--- Records shown ---

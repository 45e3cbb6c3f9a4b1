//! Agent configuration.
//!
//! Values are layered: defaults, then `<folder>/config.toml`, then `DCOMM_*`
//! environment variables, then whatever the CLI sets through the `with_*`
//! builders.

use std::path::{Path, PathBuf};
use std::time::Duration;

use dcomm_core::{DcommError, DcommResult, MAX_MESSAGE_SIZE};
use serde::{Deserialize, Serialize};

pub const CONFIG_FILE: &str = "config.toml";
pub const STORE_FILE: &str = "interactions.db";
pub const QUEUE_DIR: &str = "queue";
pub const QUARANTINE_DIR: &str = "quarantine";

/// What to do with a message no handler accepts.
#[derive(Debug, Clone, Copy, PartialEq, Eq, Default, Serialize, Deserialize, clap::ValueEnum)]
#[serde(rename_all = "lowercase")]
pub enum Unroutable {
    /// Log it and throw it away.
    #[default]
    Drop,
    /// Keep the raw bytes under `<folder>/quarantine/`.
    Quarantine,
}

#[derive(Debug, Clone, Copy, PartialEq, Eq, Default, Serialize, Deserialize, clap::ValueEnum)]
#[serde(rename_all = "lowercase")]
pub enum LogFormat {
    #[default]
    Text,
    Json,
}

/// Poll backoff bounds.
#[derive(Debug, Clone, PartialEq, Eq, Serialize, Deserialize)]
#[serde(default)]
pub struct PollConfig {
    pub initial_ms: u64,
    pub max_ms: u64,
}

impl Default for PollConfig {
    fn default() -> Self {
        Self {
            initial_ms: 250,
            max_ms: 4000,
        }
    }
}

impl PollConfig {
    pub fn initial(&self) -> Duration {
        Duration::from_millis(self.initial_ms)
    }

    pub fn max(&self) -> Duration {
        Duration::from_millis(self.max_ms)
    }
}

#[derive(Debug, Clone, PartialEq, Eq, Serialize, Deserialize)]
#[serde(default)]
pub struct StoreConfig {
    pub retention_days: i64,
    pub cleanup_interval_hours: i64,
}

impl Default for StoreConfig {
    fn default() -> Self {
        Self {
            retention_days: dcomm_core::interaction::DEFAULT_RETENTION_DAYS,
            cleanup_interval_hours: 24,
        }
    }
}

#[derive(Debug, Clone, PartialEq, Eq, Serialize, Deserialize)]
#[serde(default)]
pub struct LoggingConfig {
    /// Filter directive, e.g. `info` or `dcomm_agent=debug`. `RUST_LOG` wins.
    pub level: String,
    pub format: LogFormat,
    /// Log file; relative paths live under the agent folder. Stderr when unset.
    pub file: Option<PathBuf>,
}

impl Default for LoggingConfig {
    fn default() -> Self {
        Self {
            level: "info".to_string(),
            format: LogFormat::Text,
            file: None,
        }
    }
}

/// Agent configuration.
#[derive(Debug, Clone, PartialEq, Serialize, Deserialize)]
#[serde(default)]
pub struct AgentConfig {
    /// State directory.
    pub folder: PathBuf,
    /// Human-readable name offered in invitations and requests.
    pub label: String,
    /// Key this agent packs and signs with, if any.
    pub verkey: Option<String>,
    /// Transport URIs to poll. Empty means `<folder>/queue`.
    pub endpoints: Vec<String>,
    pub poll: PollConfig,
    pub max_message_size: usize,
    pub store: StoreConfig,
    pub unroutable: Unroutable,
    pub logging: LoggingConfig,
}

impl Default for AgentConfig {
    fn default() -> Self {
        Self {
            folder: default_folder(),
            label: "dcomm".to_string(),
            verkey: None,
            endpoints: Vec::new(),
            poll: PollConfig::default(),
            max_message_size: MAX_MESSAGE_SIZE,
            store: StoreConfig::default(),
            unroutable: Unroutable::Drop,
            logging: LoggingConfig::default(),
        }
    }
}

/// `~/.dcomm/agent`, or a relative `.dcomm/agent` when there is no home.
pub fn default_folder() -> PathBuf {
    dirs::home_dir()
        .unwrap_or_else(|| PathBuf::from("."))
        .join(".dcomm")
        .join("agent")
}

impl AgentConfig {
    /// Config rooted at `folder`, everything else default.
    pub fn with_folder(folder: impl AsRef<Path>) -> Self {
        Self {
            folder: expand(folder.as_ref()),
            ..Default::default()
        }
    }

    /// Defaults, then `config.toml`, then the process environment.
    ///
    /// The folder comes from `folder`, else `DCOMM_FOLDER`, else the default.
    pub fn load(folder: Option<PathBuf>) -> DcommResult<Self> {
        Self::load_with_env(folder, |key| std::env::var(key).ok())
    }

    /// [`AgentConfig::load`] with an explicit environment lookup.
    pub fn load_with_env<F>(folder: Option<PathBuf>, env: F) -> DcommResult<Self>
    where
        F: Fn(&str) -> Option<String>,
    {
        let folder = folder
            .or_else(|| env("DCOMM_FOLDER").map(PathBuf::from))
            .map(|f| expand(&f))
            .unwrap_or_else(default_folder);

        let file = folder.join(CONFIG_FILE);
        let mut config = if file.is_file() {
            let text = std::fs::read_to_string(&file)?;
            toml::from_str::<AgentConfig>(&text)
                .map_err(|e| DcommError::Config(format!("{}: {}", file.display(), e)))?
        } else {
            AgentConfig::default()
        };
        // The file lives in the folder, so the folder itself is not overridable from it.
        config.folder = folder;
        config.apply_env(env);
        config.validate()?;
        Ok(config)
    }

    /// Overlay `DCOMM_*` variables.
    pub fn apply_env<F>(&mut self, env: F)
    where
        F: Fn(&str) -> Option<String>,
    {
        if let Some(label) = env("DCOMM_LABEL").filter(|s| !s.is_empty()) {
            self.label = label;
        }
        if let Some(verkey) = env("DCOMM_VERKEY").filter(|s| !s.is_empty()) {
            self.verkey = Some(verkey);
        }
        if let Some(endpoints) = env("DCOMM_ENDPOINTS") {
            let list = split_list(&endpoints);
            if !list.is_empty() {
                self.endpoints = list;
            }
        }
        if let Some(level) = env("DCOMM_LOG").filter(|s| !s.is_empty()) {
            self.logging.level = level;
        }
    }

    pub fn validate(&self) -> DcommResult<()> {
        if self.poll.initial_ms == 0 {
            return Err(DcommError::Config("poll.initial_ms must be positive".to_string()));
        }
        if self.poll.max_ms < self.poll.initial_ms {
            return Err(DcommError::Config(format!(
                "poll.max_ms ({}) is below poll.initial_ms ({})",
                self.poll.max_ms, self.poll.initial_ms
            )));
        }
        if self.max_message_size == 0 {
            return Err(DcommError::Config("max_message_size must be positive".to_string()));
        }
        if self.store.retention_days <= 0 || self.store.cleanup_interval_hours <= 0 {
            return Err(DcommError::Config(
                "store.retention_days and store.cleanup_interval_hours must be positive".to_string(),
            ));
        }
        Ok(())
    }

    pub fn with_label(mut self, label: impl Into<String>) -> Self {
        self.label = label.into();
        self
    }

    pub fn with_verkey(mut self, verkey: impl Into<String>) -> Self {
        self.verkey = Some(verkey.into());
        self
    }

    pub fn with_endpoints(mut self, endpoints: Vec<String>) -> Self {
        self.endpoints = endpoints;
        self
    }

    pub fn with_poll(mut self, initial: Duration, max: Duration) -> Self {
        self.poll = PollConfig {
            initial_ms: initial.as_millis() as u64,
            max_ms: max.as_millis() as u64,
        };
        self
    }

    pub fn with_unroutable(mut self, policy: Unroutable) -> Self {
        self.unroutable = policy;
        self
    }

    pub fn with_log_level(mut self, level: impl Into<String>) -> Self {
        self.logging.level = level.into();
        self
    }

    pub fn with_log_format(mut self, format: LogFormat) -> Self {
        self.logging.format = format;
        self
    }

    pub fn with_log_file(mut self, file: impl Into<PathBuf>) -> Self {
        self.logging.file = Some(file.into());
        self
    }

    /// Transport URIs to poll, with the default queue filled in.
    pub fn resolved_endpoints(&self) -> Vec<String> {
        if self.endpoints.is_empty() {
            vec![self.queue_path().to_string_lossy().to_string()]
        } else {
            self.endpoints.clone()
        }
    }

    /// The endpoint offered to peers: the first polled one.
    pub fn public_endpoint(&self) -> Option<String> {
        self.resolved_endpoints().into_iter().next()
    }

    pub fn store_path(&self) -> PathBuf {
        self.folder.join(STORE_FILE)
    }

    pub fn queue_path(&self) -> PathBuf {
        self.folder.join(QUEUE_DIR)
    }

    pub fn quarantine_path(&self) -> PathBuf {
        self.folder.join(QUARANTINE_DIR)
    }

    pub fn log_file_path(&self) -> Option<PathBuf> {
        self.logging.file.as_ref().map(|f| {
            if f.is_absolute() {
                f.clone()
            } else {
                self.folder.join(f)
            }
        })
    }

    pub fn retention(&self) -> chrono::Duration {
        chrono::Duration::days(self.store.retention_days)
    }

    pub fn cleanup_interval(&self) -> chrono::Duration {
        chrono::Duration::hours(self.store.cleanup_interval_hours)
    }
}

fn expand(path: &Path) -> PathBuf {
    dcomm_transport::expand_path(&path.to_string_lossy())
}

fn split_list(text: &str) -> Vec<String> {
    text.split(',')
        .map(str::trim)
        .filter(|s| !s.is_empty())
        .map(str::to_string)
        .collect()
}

---

Task details
Copy all lines above containing the string "verkey".

Response for this exercise
    pub verkey: Option<String>,
            verkey: None,
        if let Some(verkey) = env("DCOMM_VERKEY").filter(|s| !s.is_empty()) {
            self.verkey = Some(verkey);
    pub fn with_verkey(mut self, verkey: impl Into<String>) -> Self {
        self.verkey = Some(verkey.into());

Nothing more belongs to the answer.